The Juries “Give Us a Break” Response to IAPT Claims

The afternoon session begins with my cross examination by the Defence barrister, ‘isn’t it the case that those who wrote the IAPT Manual and proclaim a 50% recovery rate are emminent in their field?’. I reply in the affirmative. The Defence barrister continues ‘Have IAPT’s findings been publicly questioned  by bodies such as NHS England? To which I replied ‘no’. He continues ‘so you set yourself up against the acknowledged Experts? My response is ‘I am not setting myself up against anyone, this is not a gladiatorial combat. I am simply insisting that the psychological therapy provided by IAPT should be evidence-based and not eminence-based. The credibility of any service is called into question when it does not rely on the data of an independent assessment. The Expert’s you cite, authors of the Manual, NHS England all have a vested interest in proclaiming the merits of the IAPT Service’. The Defence barrister retorts ‘NHS England is responsible for the health of the nation, are you seriously suggesting that there has been a derogation of duty? I respond ‘yes, for over a decade it has unquestionably accepted IAPT’s claims, with staff holding posts in both Organisations. Recently at the behest of the Department of Health I asked NHS England seven questions with regards to IAPT, they simply told me to go and ask the questions of the Department of Health’. 
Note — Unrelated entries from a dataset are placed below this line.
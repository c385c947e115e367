//! Provisioning workflow: prepare the repository working copy, locate and
//! validate the subject, reconcile the identity backends, stage a party
//! fragment and push the change.
mod fragment;
mod identity;
mod intake;

use crate::command::{
    fragment_relative_path, BatchResult, CommandId, CommandRegistry, CommandRunner,
    ProcessLauncher, Sequencer, WorkflowContext,
};
use crate::config::{ConfigError, EnvConfig, RequestConfig, SubjectAction, SubjectDescriptor};
use crate::report::FailureReport;
use identity::{identity_ids, IdentityOps};
use std::collections::BTreeSet;
use std::path::{Path, PathBuf};

pub use identity::{LedgerOutcome, Lookup};

const PREPARE_IDS: &[CommandId] = &[
    CommandId::SysRemoveGitDir,
    CommandId::GitCloneRepo,
    CommandId::GitCheckoutBranch,
];

const FINALIZE_IDS: &[CommandId] = &[
    CommandId::GitAddChanges,
    CommandId::GitCommitChanges,
    CommandId::GitPushChanges,
];

/// Skippable workflow stages, in execution order.
#[derive(Debug, Clone, Copy, PartialEq, Eq, PartialOrd, Ord, Hash, clap::ValueEnum)]
pub enum Stage {
    PrepareRepo,
    LocateSubject,
    Identity,
    Fragment,
    Finalize,
}

#[derive(Debug, Clone, Default)]
pub struct WorkflowOutcome {
    pub success: bool,
    pub subject: Option<SubjectDescriptor>,
    pub uuid: Option<String>,
    pub ledger: Option<LedgerOutcome>,
    pub fragment: Option<PathBuf>,
    pub stages_run: Vec<Stage>,
    pub failures: Vec<FailureReport>,
}

impl WorkflowOutcome {
    fn record(&mut self, report: FailureReport) {
        report.emit();
        self.failures.push(report);
    }

    fn abort(mut self, report: FailureReport) -> Self {
        self.record(report);
        self.success = false;
        self
    }
}

/// Steps that exited non-zero or never resolved. Git and the CA client
/// write progress to stderr, so these stages judge exit codes only.
fn first_hard_failure(context: &str, batch: &BatchResult) -> Option<FailureReport> {
    if batch.all_succeeded() {
        return None;
    }
    if let Some(step) = batch.first_failure().filter(|step| step.result.code == 0) {
        tracing::debug!(
            step = step.index,
            command = %step.command_text,
            stderr = %step.result.error.trim(),
            "stderr output on a clean exit"
        );
    }
    if let Some(err) = batch.unresolved.first() {
        return Some(FailureReport::error(context, err.clone()));
    }
    batch
        .steps
        .iter()
        .find(|step| step.result.code != 0)
        .map(|step| FailureReport::step(context, step))
}

pub struct ProvisioningWorkflow<'e, L> {
    env: &'e EnvConfig,
    runner: CommandRunner<L>,
    skip: BTreeSet<Stage>,
}

impl<'e, L: ProcessLauncher> ProvisioningWorkflow<'e, L> {
    pub fn new(env: &'e EnvConfig, runner: CommandRunner<L>) -> Self {
        Self {
            env,
            runner,
            skip: BTreeSet::new(),
        }
    }

    pub fn skipping(mut self, stages: impl IntoIterator<Item = Stage>) -> Self {
        self.skip.extend(stages);
        self
    }

    fn enabled(&self, stage: Stage) -> bool {
        !self.skip.contains(&stage)
    }

    fn print_only(&self) -> bool {
        self.runner.policy().is_print_only()
    }

    /// Pull the request object out of storage, then run the workflow on it.
    pub fn process_s3_file(&self, key: &str) -> WorkflowOutcome {
        let sequencer = Sequencer::new(&self.runner);
        match intake::fetch_request(self.env, &sequencer, key, self.print_only()) {
            Ok(path) => self.process_request_file(&path),
            Err(report) => WorkflowOutcome::default().abort(report),
        }
    }

    pub fn process_request_file(&self, path: &Path) -> WorkflowOutcome {
        if self.print_only() && !path.is_file() {
            println!("# request {} not present locally", path.display());
            return WorkflowOutcome {
                success: true,
                ..WorkflowOutcome::default()
            };
        }
        match RequestConfig::load(path) {
            Ok(request) => self.run(&request),
            Err(err) => WorkflowOutcome::default().abort(FailureReport::error("load request", err)),
        }
    }

    pub fn run(&self, request: &RequestConfig) -> WorkflowOutcome {
        let mut outcome = WorkflowOutcome::default();
        let sequencer = Sequencer::new(&self.runner);
        let base = WorkflowContext::new(self.env).with_request(request);
        tracing::info!(
            branch = %request.branch_name,
            file = %request.file,
            issue = %request.issue_number,
            "workflow start"
        );

        if self.enabled(Stage::PrepareRepo) {
            if let Err(report) = self.prepare_repo(&sequencer, &base) {
                return outcome.abort(report);
            }
            outcome.stages_run.push(Stage::PrepareRepo);
        }

        if self.enabled(Stage::LocateSubject) {
            match self.locate_subject(request) {
                Ok(subject) => outcome.subject = subject,
                Err(report) => return outcome.abort(report),
            }
            outcome.stages_run.push(Stage::LocateSubject);
        }

        if let Some(subject) = outcome.subject.clone() {
            let ctx = base.with_subject(&subject);
            if self.enabled(Stage::Identity) {
                self.reconcile_identity(&sequencer, &ctx, &subject, &mut outcome);
                outcome.stages_run.push(Stage::Identity);
            }
            if self.enabled(Stage::Fragment) {
                self.stage_fragment(request, &subject, &mut outcome);
                outcome.stages_run.push(Stage::Fragment);
            }
        }

        if self.enabled(Stage::Finalize) {
            if self.print_only() || outcome.fragment.is_some() {
                let ctx = match &outcome.subject {
                    Some(subject) => base.with_subject(subject),
                    None => base,
                };
                if let Err(report) = self.finalize(&sequencer, &ctx) {
                    outcome.record(report);
                }
                outcome.stages_run.push(Stage::Finalize);
            } else {
                tracing::info!("no fragment staged; nothing to commit");
            }
        }

        outcome.success = outcome.failures.is_empty();
        tracing::info!(
            success = outcome.success,
            uuid = outcome.uuid.as_deref().unwrap_or("-"),
            ledger = outcome.ledger.map_or("-", LedgerOutcome::as_str),
            fragment = ?outcome.fragment,
            stages = ?outcome.stages_run,
            failures = outcome.failures.len(),
            "workflow done"
        );
        outcome
    }

    fn prepare_repo(
        &self,
        sequencer: &Sequencer<'_, L>,
        ctx: &WorkflowContext<'_>,
    ) -> Result<(), FailureReport> {
        let registry = CommandRegistry::build(ctx, PREPARE_IDS)
            .map_err(|err| FailureReport::error("prepare repository", err))?;
        let batch = sequencer.run_batch_by_ids(&registry, PREPARE_IDS);
        match first_hard_failure("prepare repository", &batch) {
            Some(report) => Err(report),
            None => Ok(()),
        }
    }

    /// The subject descriptor lives in the checked-out repository at the
    /// request's `file` path.
    fn locate_subject(
        &self,
        request: &RequestConfig,
    ) -> Result<Option<SubjectDescriptor>, FailureReport> {
        let repo_dir = self
            .env
            .git_repo_dir()
            .map_err(|err| FailureReport::error("locate subject", err))?;
        let path = repo_dir.join(&request.file);
        if !path.is_file() {
            if self.print_only() {
                println!(
                    "# subject {} not checked out yet; identity steps depend on it",
                    path.display()
                );
                return Ok(None);
            }
            return Err(FailureReport::error(
                "locate subject",
                ConfigError::MissingFile(path),
            ));
        }
        let subject = SubjectDescriptor::load(&path).map_err(|err| {
            if !err.missing_fields().is_empty() {
                tracing::warn!(missing = ?err.missing_fields(), path = %path.display(), "subject descriptor incomplete");
            }
            FailureReport::error("validate subject", err)
        })?;
        tracing::info!(
            username = %subject.username,
            role = %subject.role,
            action = subject.action.as_str(),
            "subject loaded"
        );
        Ok(Some(subject))
    }

    fn reconcile_identity(
        &self,
        sequencer: &Sequencer<'_, L>,
        ctx: &WorkflowContext<'_>,
        subject: &SubjectDescriptor,
        outcome: &mut WorkflowOutcome,
    ) {
        let ids = identity_ids(subject);
        let registry = match CommandRegistry::build(ctx, &ids) {
            Ok(registry) => registry,
            Err(err) => {
                outcome.record(FailureReport::error("identity commands", err));
                return;
            }
        };
        if self.print_only() {
            for &id in &ids {
                if let Ok(spec) = registry.get(id) {
                    println!("{}", spec.text());
                }
            }
            return;
        }

        let ops = IdentityOps::new(&registry, sequencer);
        let access = subject.role.ledger_access();
        match subject.action {
            SubjectAction::Create => {
                match ops.ensure_idp_identity() {
                    Ok(uuid) => outcome.uuid = Some(uuid),
                    Err(report) => outcome.record(report),
                }
                match ops.ensure_ledger_identity(access) {
                    Ok(ledger) => outcome.ledger = Some(ledger),
                    Err(report) => outcome.record(report),
                }
            }
            SubjectAction::Delete => {
                match ops.remove_idp_identity() {
                    Ok(uuid) => outcome.uuid = uuid,
                    Err(report) => outcome.record(report),
                }
                match ops.remove_ledger_identity(access) {
                    Ok(ledger) => outcome.ledger = Some(ledger),
                    Err(report) => outcome.record(report),
                }
            }
        }
    }

    fn stage_fragment(
        &self,
        request: &RequestConfig,
        subject: &SubjectDescriptor,
        outcome: &mut WorkflowOutcome,
    ) {
        let rel_path = fragment_relative_path(self.env, request);
        if self.print_only() {
            println!("# write party fragment {rel_path}");
            return;
        }
        let Some(uuid) = outcome.uuid.clone() else {
            tracing::warn!(username = %subject.username, "no subject identifier; fragment skipped");
            return;
        };
        let repo_dir = match self.env.git_repo_dir() {
            Ok(dir) => dir,
            Err(err) => {
                outcome.record(FailureReport::error("write fragment", err));
                return;
            }
        };
        let text = match subject.action {
            SubjectAction::Create => fragment::party_insert(subject, &uuid),
            SubjectAction::Delete => fragment::party_remove(subject, &uuid),
        };
        match fragment::write_fragment(&repo_dir, &rel_path, &text) {
            Ok(path) => {
                tracing::info!(path = %path.display(), "party fragment written");
                outcome.fragment = Some(path);
            }
            Err(err) => outcome.record(FailureReport::message("write fragment", format!("{err:#}"))),
        }
    }

    fn finalize(
        &self,
        sequencer: &Sequencer<'_, L>,
        ctx: &WorkflowContext<'_>,
    ) -> Result<(), FailureReport> {
        let registry = CommandRegistry::build(ctx, FINALIZE_IDS)
            .map_err(|err| FailureReport::error("finalize", err))?;
        let batch = sequencer.run_batch_by_ids(&registry, FINALIZE_IDS);
        match first_hard_failure("finalize", &batch) {
            Some(report) => Err(report),
            None => Ok(()),
        }
    }
}

#[cfg(test)]
#[path = "workflow_tests.rs"]
mod tests;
I continued ‘With  breathtaking skill, IAPT engages in eminence-based medicine, vehemence-based medicine and eloquence-based medicine. It also engages in ‘it won’t hurt to try’, for example running groups for those traumatised despite a paucity of evidence as too efficacy and under waiting list pressures assigning a clear PTSD case to a trainee’. My own findings of 90 litigants  who went through IAPT whether or not before or after personal injury was that only the tip of the iceberg recover’. The defence barrister continues ‘this is using your own idiosyncratic view of recovery not that used by IAPT, is that not the case?. My response was ‘No, I was using the criteria that is used in Court in personal injury litigation, is the person still suffering from the disorder acquired as a result of the personal injury, it is very straightforward’. The defence barrister continues ‘IAPT uses a drop in score on a psychometric test as evidence of recovery, is this not more reliable?’ My response is if it were, such a metric would be in routine use in Personal Injury litigation, it has had no such status over my 30 years of medico-legal work. The danger of a psychometric test administered at the end of a treatment session is that the recipient of the services does not wish to appear ungrateful and makes an exaggeratedly positive response’.  

Jury members are most likely to use a credible metric in determining whether a Service has failed to deliver and whether or not it has made exaggerated claims for its’ own ends.  Expert Witnesses may protest their independence, but the possibility of bias cannot be excluded as they appear either for the Defence or Prosecution. Additionally they may have an academic bias, re-iterating current mainstream opinions, with scant regard for alternative views.